She was the class jester. She spewed an unlimited supply of funny remarks which always made perfect humorous sense. Classmates enjoyed her antics, authority figures tolerated them, siblings acknowledged them, and she thrived on that reputation. She was the class jester. On her tombstone, that would not be appropriate.
Fancy free, irreverent, and never quite serious about anything; that’s how Joy appeared in high school. Many of us groaned about academics, aimed to be active in school organizations, complained about parents, or agonized about boys. Joy happily goofed around, taking pity on the likes of us who took things too seriously.
Five years of continued togetherness bonded our class through the pivotal transition of adolescence. We were not easy to handle especially when we got to senior year – the level of high school gods. Solidarity gave us a smug attitude that questioned rules. We had a swagger that screamed, “First show us the value of doing something before we do it.” The teachers were tolerant but were visibly exasperated by our “Why?” or “Why not instead…?” Perhaps they glimpsed our potential for developing into grounded adults with strong opinions not easily swayed. There was no shortage of tension between our class and teachers, between our class and another class, or among cliques in our class.
In the hormone-charged atmosphere of high school, Joy’s one-liners or gesture-rich interjections diffused many a tense situation leaving tears of laughter that cleared our vision to find resolution to conflict. Joy was carefree. She was above and beyond conflicts.
Time skyrockets after high school. You blast off and find yourself light years away and on a different planet. College has a totally different flavor and then life begins in earnest with a series of crossroads leading to unseen paths and more decisions. Should I shift my studies? Is it necessary to complete college? Am I ready to leave home? Should I work in another company? Do I need a Master’s Degree? Should I accept an overseas assignment at the risk of ending this relationship? Is this the person I will begin a family with? Am I better off single? Which one of us will stop work to care for the children? Is this partnership destructive? Is separation better for everyone? Will I manage on my own?
You have evolved as much from the paths you have rejected as from those you have embraced. There is no going back. High school is a distant memory.
And then, I got together with a handful of old classmates and it’s like returning to school after summer break. Eons and light years melted away with every squeal, every shriek of happy connection. Conversation flowed without effort–about work, taking care of aging parents, rearing teenagers, online courses, assorted medical conditions, great vacation spots, hair coloring products, exercise, healthy recipes and of course, high school days–all mingled with irrepressible laughter. Joy’s stories elicited the loudest bursts of laughter. Her title of class jester was unchallenged .
Unlike high school, we now have battle scars from life, quietly borne or proudly shown off like medals, proof of having lived through paths we have chosen, decisions we have taken.

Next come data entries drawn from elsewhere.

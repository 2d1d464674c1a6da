//! Semantic features
//!
//! Every extraction strategy records the call, identifier and field names it
//! observes into [`NameObservations`]; the summary into [`SemanticFeatures`]
//! is shared so all strategies rank and weight names identically.

use serde::{Deserialize, Serialize};

use super::danger::{ApiPatternCounts, DangerTier, DangerousCall};
use crate::shared::constants::features::{
    COMBINED_TEXT_IDENTIFIERS, DANGEROUS_CALL_WEIGHT, TOP_CALLS, TOP_FIELD_IDENTIFIERS,
    TOP_IDENTIFIERS,
};
use crate::shared::utils::counter::FrequencyCounter;
use crate::shared::utils::math::safe_ratio;

/// Name-based features of one code fragment
#[derive(Debug, Clone, Default, PartialEq, Serialize, Deserialize)]
pub struct SemanticFeatures {
    /// Most frequent call names (≤10), ties by first occurrence
    pub top_calls: Vec<String>,
    /// Counts aligned with `top_calls`
    pub top_call_counts: Vec<usize>,
    /// Most frequent identifiers (≤15)
    pub top_identifiers: Vec<String>,
    /// Most frequent field identifiers (≤10)
    pub top_field_identifiers: Vec<String>,
    /// Lexical-channel input
    pub combined_text: String,
    /// unique_calls / total_calls
    pub call_diversity_ratio: f64,
    pub total_calls: usize,
    pub unique_calls: usize,
    /// One record per dangerous call occurrence, in order of appearance
    pub dangerous_calls: Vec<DangerousCall>,
    pub api_patterns: ApiPatternCounts,
}

impl SemanticFeatures {
    /// No calls, identifiers or text
    pub fn is_empty(&self) -> bool {
        self.total_calls == 0 && self.top_identifiers.is_empty() && self.combined_text.is_empty()
    }
}

/// Names observed in a code fragment, in order of appearance
#[derive(Debug, Clone, Default)]
pub struct NameObservations {
    calls: Vec<String>,
    identifiers: Vec<String>,
    field_identifiers: Vec<String>,
}

impl NameObservations {
    pub fn new() -> Self {
        Self::default()
    }

    pub fn push_call(&mut self, name: impl Into<String>) {
        self.calls.push(name.into());
    }

    pub fn push_identifier(&mut self, name: impl Into<String>) {
        self.identifiers.push(name.into());
    }

    pub fn push_field_identifier(&mut self, name: impl Into<String>) {
        self.field_identifiers.push(name.into());
    }

    pub fn call_count(&self) -> usize {
        self.calls.len()
    }

    /// Entropy of the call-name distribution
    pub fn call_entropy(&self) -> f64 {
        self.calls
            .iter()
            .map(String::as_str)
            .collect::<FrequencyCounter>()
            .entropy()
    }

    /// Rank, classify and weight the observed names
    pub fn summarize(&self) -> SemanticFeatures {
        let calls: FrequencyCounter = self.calls.iter().map(String::as_str).collect();
        let identifiers: FrequencyCounter = self.identifiers.iter().map(String::as_str).collect();
        let fields: FrequencyCounter = self.field_identifiers.iter().map(String::as_str).collect();

        let top_calls = calls.most_common(TOP_CALLS);
        let top_call_counts = top_calls.iter().map(|name| calls.count(name)).collect();
        let top_identifiers = identifiers.most_common(TOP_IDENTIFIERS);

        let dangerous_calls: Vec<DangerousCall> = self
            .calls
            .iter()
            .filter_map(|name| {
                DangerTier::classify(name).map(|tier| DangerousCall {
                    name: name.clone(),
                    tier,
                })
            })
            .collect();

        let combined_text = combined_text(&dangerous_calls, &top_calls, &top_identifiers);

        SemanticFeatures {
            call_diversity_ratio: safe_ratio(calls.distinct() as f64, calls.total() as f64),
            total_calls: calls.total(),
            unique_calls: calls.distinct(),
            top_field_identifiers: fields.most_common(TOP_FIELD_IDENTIFIERS),
            api_patterns: ApiPatternCounts::tally(self.identifiers.iter().map(String::as_str)),
            top_calls,
            top_call_counts,
            top_identifiers,
            dangerous_calls,
            combined_text,
        }
    }
}

/// Dangerous names (whole list, three times), then top calls, then the
/// first ten top identifiers, space-joined
fn combined_text(dangerous: &[DangerousCall], top_calls: &[String], top_identifiers: &[String]) -> String {
    let mut parts: Vec<&str> = Vec::new();
    for _ in 0..DANGEROUS_CALL_WEIGHT {
        parts.extend(dangerous.iter().map(|d| d.name.as_str()));
    }
    parts.extend(top_calls.iter().map(String::as_str));
    parts.extend(
        top_identifiers
            .iter()
            .take(COMBINED_TEXT_IDENTIFIERS)
            .map(String::as_str),
    );
    parts.join(" ")
}

#[cfg(test)]
mod tests {
    use super::*;
    use pretty_assertions::assert_eq;

    #[test]
    fn test_summarize_ranks_and_weights() {
        let mut obs = NameObservations::new();
        for name in ["foo", "strcpy", "foo", "bar"] {
            obs.push_call(name);
        }
        for name in ["buf", "len", "buf"] {
            obs.push_identifier(name);
        }
        obs.push_field_identifier("size");

        let s = obs.summarize();
        assert_eq!(s.top_calls, vec!["foo", "strcpy", "bar"]);
        assert_eq!(s.top_call_counts, vec![2, 1, 1]);
        assert_eq!(s.top_identifiers, vec!["buf", "len"]);
        assert_eq!(s.top_field_identifiers, vec!["size"]);
        assert_eq!(s.total_calls, 4);
        assert_eq!(s.unique_calls, 3);
        assert_eq!(s.call_diversity_ratio, 0.75);
        assert_eq!(
            s.combined_text,
            "strcpy strcpy strcpy foo strcpy bar buf len"
        );
        assert_eq!(s.dangerous_calls.len(), 1);
        assert_eq!(s.dangerous_calls[0].tier, DangerTier::Unbounded);
    }

    #[test]
    fn test_list_caps() {
        let mut obs = NameObservations::new();
        for i in 0..30 {
            obs.push_call(format!("call_{i}"));
            obs.push_identifier(format!("id_{i}"));
            obs.push_field_identifier(format!("f_{i}"));
        }
        let s = obs.summarize();
        assert_eq!(s.top_calls.len(), 10);
        assert_eq!(s.top_identifiers.len(), 15);
        assert_eq!(s.top_field_identifiers.len(), 10);
        // 10 calls + 10 identifiers
        assert_eq!(s.combined_text.split(' ').count(), 20);
    }

    #[test]
    fn test_empty() {
        let s = NameObservations::new().summarize();
        assert!(s.is_empty());
        assert_eq!(s.call_diversity_ratio, 0.0);
        assert_eq!(s.combined_text, "");
    }

    #[test]
    fn test_call_entropy() {
        let mut obs = NameObservations::new();
        obs.push_call("a");
        obs.push_call("b");
        assert_eq!(obs.call_entropy(), 1.0);
    }
}
//! In-memory embedding cache
//!
//! Process-local, lock-free. Used by tests and by short-lived CLI runs.

use dashmap::DashMap;
use std::sync::atomic::{AtomicU64, Ordering};

use crate::domain::{CacheStats, EmbeddingCache};
use crate::Result;

/// Process-local cache backed by a concurrent map.
#[derive(Debug, Default)]
pub struct InMemoryEmbeddingCache {
    entries: DashMap<String, Vec<f64>>,
    hits: AtomicU64,
    misses: AtomicU64,
    writes: AtomicU64,
}

impl InMemoryEmbeddingCache {
    pub fn new() -> Self {
        Self::default()
    }

    pub fn stats(&self) -> CacheStats {
        CacheStats {
            hits: self.hits.load(Ordering::Relaxed),
            misses: self.misses.load(Ordering::Relaxed),
            writes: self.writes.load(Ordering::Relaxed),
        }
    }
}

impl EmbeddingCache for InMemoryEmbeddingCache {
    fn get(&self, key: &str) -> Result<Option<Vec<f64>>> {
        match self.entries.get(key) {
            Some(entry) => {
                self.hits.fetch_add(1, Ordering::Relaxed);
                Ok(Some(entry.value().clone()))
            }
            None => {
                self.misses.fetch_add(1, Ordering::Relaxed);
                Ok(None)
            }
        }
    }

    fn put(&self, key: &str, embedding: Vec<f64>) -> Result<()> {
        self.entries.insert(key.to_string(), embedding);
        self.writes.fetch_add(1, Ordering::Relaxed);
        Ok(())
    }

    fn flush(&self) -> Result<()> {
        Ok(())
    }

    fn len(&self) -> Result<usize> {
        Ok(self.entries.len())
    }

    fn backend_name(&self) -> &'static str {
        "memory"
    }
}

#[cfg(test)]
mod tests {
    use super::*;
    use crate::content_key;
    use std::sync::Arc;

    #[test]
    fn test_get_put_roundtrip() {
        let cache = InMemoryEmbeddingCache::new();
        let key = content_key("void f() {}");

        assert_eq!(cache.get(&key).unwrap(), None);
        cache.put(&key, vec![1.0, 2.0]).unwrap();
        assert_eq!(cache.get(&key).unwrap(), Some(vec![1.0, 2.0]));

        let stats = cache.stats();
        assert_eq!(stats.hits, 1);
        assert_eq!(stats.misses, 1);
        assert_eq!(stats.writes, 1);
    }

    #[test]
    fn test_put_overwrites() {
        let cache = InMemoryEmbeddingCache::new();
        cache.put("k", vec![1.0]).unwrap();
        cache.put("k", vec![2.0]).unwrap();
        assert_eq!(cache.get("k").unwrap(), Some(vec![2.0]));
        assert_eq!(cache.len().unwrap(), 1);
    }

    #[test]
    fn test_concurrent_writers() {
        let cache = Arc::new(InMemoryEmbeddingCache::new());
        let handles: Vec<_> = (0..8)
            .map(|i| {
                let cache = Arc::clone(&cache);
                std::thread::spawn(move || {
                    for j in 0..50 {
                        cache.put(&format!("{i}-{j}"), vec![i as f64, j as f64]).unwrap();
                    }
                })
            })
            .collect();
        for handle in handles {
            handle.join().unwrap();
        }
        assert_eq!(cache.len().unwrap(), 400);
    }
}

Between anecdotes, we learned that Joy was not as carefree as she looked in high school. She too had her disappointments, fears, and dreams like many of us, but some teachers dismissed her as not serious enough. I realized that her funny remarks and interjected questions likely came from a unique way of seeing things – a creative, out-of-box perception that deviated from the norm. Today, we accept and celebrate a child’s individuality but back in the 70’s, non-conformity was thought of as not ready or not serious enough. Joy beamed as she spoke of her grandson’s advanced children’s class and of how she explained the value of of education to him. A few anecdotes later, it became apparent that Joy outranked us all in life’s battle scars. Her life had not been easy; had in fact been very difficult yet there she was, showering us with her unlimited supply of laughter and humor.
Less than a month after that precious meeting, Joy passed away following heart surgery. Her family was with her, her friends rallied around her, messages poured in from faraway places, but we were all powerless in holding on to our brave jester.
At her funeral, my eyes kept resting on her daughter Abby’s soft, wavy curls, definitely Joy’s hair now passed on to her granddaughter too. Her husband’s bereavement was profound. They had shared many years of seemingly insurmountable trials, particularly for Joy. A church friend spoke with warm fondness. One sister spoke with some exasperation over her stubborn streak. Her brother-in-law spoke with much regret at not having gotten to know Joy better. Her easy laughter and humor was the common thread in their sharing.
The pastor was entertaining but I had to smile in approval when Joy’s grandson asked his mom in a loud whisper, “Are they done yet?” I imagined Joy sitting on the nearby bench swinging her legs idly and making humorous observations. The image eased the tightness in my chest somewhat as I dropped a flower into her grave to bid goodbye to Joy.
Joy had engaged life fully and accepted even the painful pickings. She was uncomplaining and chose instead to wear her battle scars under a light coat of laughter. Those whose lives she touched have been made infinitely richer. She was Joy, the class jester.
JOY – that by which she was called was also her gift to the world.
That sounds about right … even on a tombstone.